What Is Flexor Carpi Ulnaris Muscle

What Is Flexor Carpi Ulnaris Muscle/Flexor Carpi Ulnaris Muscle is a superficial flexor muscle of the forearm that flexes and adducts the hand. It is the most powerful wrist flexor. Flexor carpi ulnaris originates from 2 separate heads connected by a tendinous arch. The humeral head arises from a flexor tendon origin on the medial epicondyle, while the ulnar head arises from the olecranon and upper three-fourths of the subcutaneous border of the ulna by an aponeurosis. Flexor carpi ulnaris inserts on the fifth metacarpal bone, the hook of hamate, and the pisiform bone of the wrist. Flexor carpi ulnaris inserts into the hook of hamate through the pisohamate ligament and inserts into the 5 metacarpal bone through the pisometacarpal ligament.

Flexor carpi radialis is a fusiform muscle located in the anterior forearm. It belongs to the superficial layer of the anterior forearm compartment, along with the pronator teres, flexor carpi ulnaris, palmaris longus and flexor digitorum superficialis muscles.

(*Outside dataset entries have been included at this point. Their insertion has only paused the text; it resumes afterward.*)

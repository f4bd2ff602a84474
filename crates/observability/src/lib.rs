// crates/observability/src/lib.rs
//! Process-wide tracing setup shared by the jobcast binaries.

use std::path::PathBuf;

use tracing_appender::non_blocking::WorkerGuard;
use tracing_subscriber::layer::SubscriberExt;
use tracing_subscriber::util::SubscriberInitExt;
use tracing_subscriber::{fmt, EnvFilter, Layer, Registry};

/// Filter used when `RUST_LOG` is unset or unparsable.
pub const DEFAULT_DIRECTIVES: &str = "warn,jobcast=info";

/// File name prefix for rotated log files.
const LOG_FILE_PREFIX: &str = "jobcast.log";

type BoxedLayer = Box<dyn Layer<Registry> + Send + Sync + 'static>;

#[derive(Debug, Clone)]
pub struct LogConfig {
    /// Directives applied when `RUST_LOG` is not set.
    pub default_directives: String,
    /// JSON lines instead of the compact human format.
    pub json: bool,
    /// Also write daily-rotated files into this directory.
    pub log_dir: Option<PathBuf>,
}

impl Default for LogConfig {
    fn default() -> Self {
        Self {
            default_directives: DEFAULT_DIRECTIVES.to_string(),
            json: false,
            log_dir: None,
        }
    }
}

/// Build the filter from `RUST_LOG`, falling back to `default_directives`.
pub fn env_filter(default_directives: &str) -> anyhow::Result<EnvFilter> {
    if let Ok(filter) = EnvFilter::try_from_default_env() {
        return Ok(filter);
    }
    EnvFilter::try_new(default_directives)
        .map_err(|e| anyhow::anyhow!("Invalid tracing filter '{default_directives}': {e}"))
}

fn fmt_layer<W>(writer: W, json: bool, ansi: bool, filter: EnvFilter) -> BoxedLayer
where
    W: for<'w> fmt::MakeWriter<'w> + Send + Sync + 'static,
{
    if json {
        fmt::layer()
            .json()
            .with_writer(writer)
            .with_target(true)
            .with_filter(filter)
            .boxed()
    } else {
        fmt::layer()
            .compact()
            .with_ansi(ansi)
            .with_writer(writer)
            .with_filter(filter)
            .boxed()
    }
}

/// Install the global subscriber.
///
/// Console output goes to stderr. When `log_dir` is set, a second layer
/// writes through a non-blocking appender; the returned guard must be held
/// for the life of the process or buffered lines are lost.
pub fn init_tracing(config: &LogConfig) -> anyhow::Result<Option<WorkerGuard>> {
    let mut layers: Vec<BoxedLayer> = vec![fmt_layer(
        std::io::stderr,
        config.json,
        true,
        env_filter(&config.default_directives)?,
    )];

    let guard = match &config.log_dir {
        Some(dir) => {
            std::fs::create_dir_all(dir)?;
            let appender = tracing_appender::rolling::daily(dir, LOG_FILE_PREFIX);
            let (writer, guard) = tracing_appender::non_blocking(appender);
            layers.push(fmt_layer(
                writer,
                config.json,
                false,
                env_filter(&config.default_directives)?,
            ));
            Some(guard)
        }
        None => None,
    };

    tracing_subscriber::registry().with(layers).try_init()?;
    Ok(guard)
}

Origin and Insertion of Flexor Carpi Ulnaris Muscle

Flexor carpi radialis originates from the medial epicondyle of humerus, via the common flexor tendon, and surrounding fascia (antebrachial fascia and intermuscular septa). This common flexor tendon is a common origin for the six long flexor muscles in the forearm; flexor carpi radialis, palmaris longus, flexor carpi ulnaris, pronator teres, flexor digitorum superficialis and profundus.

From the medial epicondyle, the muscle belly courses obliquely, crossing from the ulnar to the radial part of the forearm. In the lower third of the forearm, it gives off a long tendon that passes below the flexor retinaculum into the palmar surface of the hand. Within the flexor retinacular space, the tendon passes through its own synovial sheath. It then crosses the palmar surface of the scaphoid bone and traverses in a groove on the surface of the trapezium bone. The tendon then inserts to the palmar surface of the bases of metacarpal bones 2-3.

Flexor carpi radialis
  • Origin: medial epicondyle of humerus via common flexor tendon
  • Insertion: base of 2nd metacarpal
  • Action: flexion and abduction of the hand
  • Innervation: median nerve

Blood Supply of Flexor Carpi Ulnaris Muscle

  • Flexor carpi ulnaris is supplied by the ulnar collateral arteries and small ulnar artery branches. The ulnar artery reaches the flexor carpi ulnaris along the middle third of its muscle belly. Flexor carpi ulnaris lymphatic drainage is part of the upper limb lymph system consisting of superficial and deep lymphatic vessels.
  • The superficial vessels around the basilic vein go to the cubital lymph nodes, which are proximal to the medial epicondyle of the humerus. Vessels around the cephalic vein go to the axillary lymph nodes. The deep lymphatic vessels also drain lymph from the flexor carpi ulnaris and follow the major deep veins, eventually terminating in the humeral axillary lymph nodes.
  • Flexor carpi radialis is mostly supplied by a branch arising high in the forearm from the anterior or posterior recurrent ulnar arteries. The rest of its nutritional needs are fulfilled by 6-8 branches of the radial artery.

Nerves of Flexor Carpi Ulnaris

  • Flexor carpi ulnaris is innervated by the muscular branch of the ulnar nerve, C7, and C8. Unlike the median nerve, which passes between the 2 heads of the pronator teres, the ulnar nerve passes between the two heads of the flexor carpi ulnaris.
  • Innervation to flexor carpi radialis comes from the medial and lateral cords of the brachial plexus via the median nerve (C6, C7).

Functions of Flexor Carpi Ulnaris Muscle

Due to its oblique course, flexor carpi radialis pulls the hand proximally and laterally, meaning that it is able to produce the combined motion of wrist flexion and wrist abduction (radial deviation). Acting together with flexor carpi ulnaris and palmaris longus, it produces a balanced flexion of hand, i.e. flexion without abduction. However, when it works in synergy with extensor carpi radialis longus and brevis, the net result of their counteracting forces is a balanced hand abduction.

To a lesser extent, the muscle contributes to pronation as it obliquely crosses the forearm. It is also active during extension of the digits, preventing unwanted extension of the hand.